La composizione architettonica della macchina d’altare, mediata dalla cultura rinascimentale, si basa, come direbbe Bruno Zevi, su forme geometriche elementari ed armonia delle parti, con la scelta di elementi piani e curvi che decorano e ripartiscono lo spazio. Ad una attenta analisi dell’ornato, che si avvale dell’elegante alternarsi di forme e colori del legno, spazi geometricamente definiti e fantasiose decorazioni di foglie e girali, e poi ancora colonne e lesene coronate da capitelli compositi, pinnacoli e pigne, si avverte una sottesa comunicazione di carattere didascalico teologico.
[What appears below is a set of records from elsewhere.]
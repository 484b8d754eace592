//! Deterministic battle engine for a creature-collecting game.
//!
//! This crate computes damage, critical hits, experience awards, and
//! stat growth, and drives a battle record through its lifecycle. It
//! holds no I/O, clock, or hidden randomness: every operation is a
//! pure function over supplied state, and every random draw comes from
//! the caller's [`rand::Rng`].
//!
//! # Overview
//!
//! `ketchum-battle` sits between `ketchum-formulae` (pure math) and
//! the collaborators that persist records and settle wagers:
//!
//! ```text
//! ketchum-formulae (stat/growth/exp math)
//!        │
//!        ▼
//! ketchum-battle (type chart + damage + lifecycle) ← THIS CRATE
//!        │
//!        └─> ledger/marketplace collaborators (persistence, wagers)
//! ```
//!
//! # Main Types
//!
//! ## Domain Types
//! - [`Type`] - The fifteen elemental types with their effectiveness chart
//! - [`Combatant`] - A creature instance with level, stats, types, and moves
//! - [`Move`] - Catalog move data (status moves carry no power)
//! - [`EvolutionEntry`] - One stage of a level-keyed species registry
//!
//! ## Lifecycle
//! - [`BattleRecord`] - One battle's persisted state and turn log
//! - [`BattleState`] - `initialized → betting → battling → finished`,
//!   with `canceled`/`declined` side exits
//!
//! # Example Usage
//!
//! ```ignore
//! use ketchum_battle::{BattleRecord, Slot};
//!
//! let record = BattleRecord::initialize("ash", pikachu, None, 100, &mut rng, now_ms);
//! let record = record.accept("misty", staryu, now_ms)?;
//! let record = record.apply_attack(&thunderbolt, Slot::Initiator, &evolutions, &mut rng, now_ms)?;
//!
//! if let Some(winner) = &record.winner {
//!     println!("{winner} takes the wager");
//! }
//! ```

pub mod damage;
pub mod error;
pub mod lifecycle;
pub mod types;

// Re-export main types at crate root for convenience
pub use damage::{AttackOutcome, resolve_attack};
pub use error::BattleError;
pub use lifecycle::{BattleKind, BattleRecord, BattleState, Participant, Slot};
pub use types::{
    Combatant, EvolutionEntry, EvolutionTable, Move, TurnEntry, Type, effectiveness_by_name,
    evolution_for,
};

// Re-export commonly used formulae types
pub use ketchum_formulae::{EvBlock, FormulaError, GrowthRate, IvBlock, StatBlock};
//! Battle record and its read-only queries

use std::fmt;

#[cfg(feature = "serde")]
use serde::{Deserialize, Serialize};

use crate::types::{Combatant, TurnEntry};

/// Lifecycle states for a battle record.
///
/// The happy path runs `initialized → betting → battling → finished`;
/// `canceled` and `declined` are side exits from the first two states.
#[derive(Debug, Clone, Copy, PartialEq, Eq)]
#[cfg_attr(feature = "serde", derive(Serialize, Deserialize))]
#[cfg_attr(feature = "serde", serde(rename_all = "lowercase"))]
pub enum BattleState {
    Initialized,
    Betting,
    Battling,
    Finished,
    Canceled,
    Declined,
}

impl BattleState {
    /// Whether no further transition can leave this state
    pub fn is_terminal(&self) -> bool {
        matches!(
            self,
            BattleState::Finished | BattleState::Canceled | BattleState::Declined
        )
    }

    /// Canonical string representation
    pub fn as_str(&self) -> &'static str {
        match self {
            BattleState::Initialized => "initialized",
            BattleState::Betting => "betting",
            BattleState::Battling => "battling",
            BattleState::Finished => "finished",
            BattleState::Canceled => "canceled",
            BattleState::Declined => "declined",
        }
    }
}

impl fmt::Display for BattleState {
    fn fmt(&self, f: &mut fmt::Formatter<'_>) -> fmt::Result {
        write!(f, "{}", self.as_str())
    }
}

/// Open battles may be accepted by any second trainer; closed battles
/// name their invitee up front
#[derive(Debug, Clone, Copy, PartialEq, Eq)]
#[cfg_attr(feature = "serde", derive(Serialize, Deserialize))]
#[cfg_attr(feature = "serde", serde(rename_all = "lowercase"))]
pub enum BattleKind {
    Open,
    Closed,
}

/// Which side of the record a participant occupies
#[derive(Debug, Clone, Copy, PartialEq, Eq)]
#[cfg_attr(feature = "serde", derive(Serialize, Deserialize))]
#[cfg_attr(feature = "serde", serde(rename_all = "lowercase"))]
pub enum Slot {
    Initiator,
    Challenger,
}

impl Slot {
    /// The other side of a 1v1 battle
    pub fn opponent(&self) -> Slot {
        match self {
            Slot::Initiator => Slot::Challenger,
            Slot::Challenger => Slot::Initiator,
        }
    }
}

/// One trainer and their combatant
#[derive(Debug, Clone, PartialEq, Eq)]
#[cfg_attr(feature = "serde", derive(Serialize, Deserialize))]
pub struct Participant {
    pub trainer: String,
    pub combatant: Combatant,
}

/// The persisted state of one battle.
///
/// Records are exclusively owned by the collaborator that created
/// them; every transition in [`crate::lifecycle`] borrows a record and
/// returns a fresh one, so a failed call leaves the original intact.
#[derive(Debug, Clone, PartialEq, Eq)]
#[cfg_attr(feature = "serde", derive(Serialize, Deserialize))]
pub struct BattleRecord {
    /// Generated identifier
    pub id: String,

    /// Open or closed challenge
    pub kind: BattleKind,

    /// Lifecycle state
    pub state: BattleState,

    /// Wager amount, escrowed by the collaborator
    pub wager: u64,

    /// The trainer who opened the battle
    pub initiator: Participant,

    /// The second trainer, present once invited or accepted
    pub challenger: Option<Participant>,

    /// Initiative: which side moves first. Fixed once at acceptance by
    /// comparing speed stats, never re-evaluated per turn.
    pub first_move: Slot,

    /// Append-only turn log
    pub turns: Vec<TurnEntry>,

    pub created_at_ms: u64,
    pub updated_at_ms: u64,

    /// Winning trainer, set when the battle finishes
    pub winner: Option<String>,
}

impl BattleRecord {
    /// Participant occupying a slot
    pub fn participant(&self, slot: Slot) -> Option<&Participant> {
        match slot {
            Slot::Initiator => Some(&self.initiator),
            Slot::Challenger => self.challenger.as_ref(),
        }
    }

    pub(crate) fn participant_mut(&mut self, slot: Slot) -> Option<&mut Participant> {
        match slot {
            Slot::Initiator => Some(&mut self.initiator),
            Slot::Challenger => self.challenger.as_mut(),
        }
    }

    /// Combatant occupying a slot
    pub fn combatant(&self, slot: Slot) -> Option<&Combatant> {
        self.participant(slot).map(|p| &p.combatant)
    }

    /// Whether the record has reached a terminal state
    pub fn is_terminal(&self) -> bool {
        self.state.is_terminal()
    }
}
Certamente il tema decorativo di questo dossale non è involontario: la scelta delle partiture geometriche, dei motivi vegetali e dei colori e degli elementi mediati dall’architettura classica sono il frutto di uno studiato progetto nel quale, la valenza simbolica dei singoli elementi, assolveva in pieno ai dettami sinodali sulla pedagogia dell’immagine sacra introdotti a Napoli dal cardinale Alfonso Gesualdo.
L’ignoto progettista della cona risulta ancora profondamente intriso di cultura classicista, come dimostra l’ordine formale delle superfici e l’utilizzo di elementi decorativi caratterizzanti l’architettura greca e poi romana, quali colonne, lesene, architravi, timpano. Ma, nel contempo, l’artista non è esente da contaminazioni artistiche della cultura barocca che nei primi decenni del XVII faceva timidamente capolino anche in provincia. Sono sicuramente motivi decorativi barocchi la serie di volute, riccioli e pigne che ornano le parti laterali del dossale, così come le decorazioni poste lateralmente a coronamento del cornicione aggettante, formate da una base quadrangolare sormontata da un pinnacolo circondato da volute e riccioli. Il doppio cornicione aggettante, posto tra la zona inferiore del dossale, ed il timpano curvo, sono motivi mediati dalla cultura secentesca romana.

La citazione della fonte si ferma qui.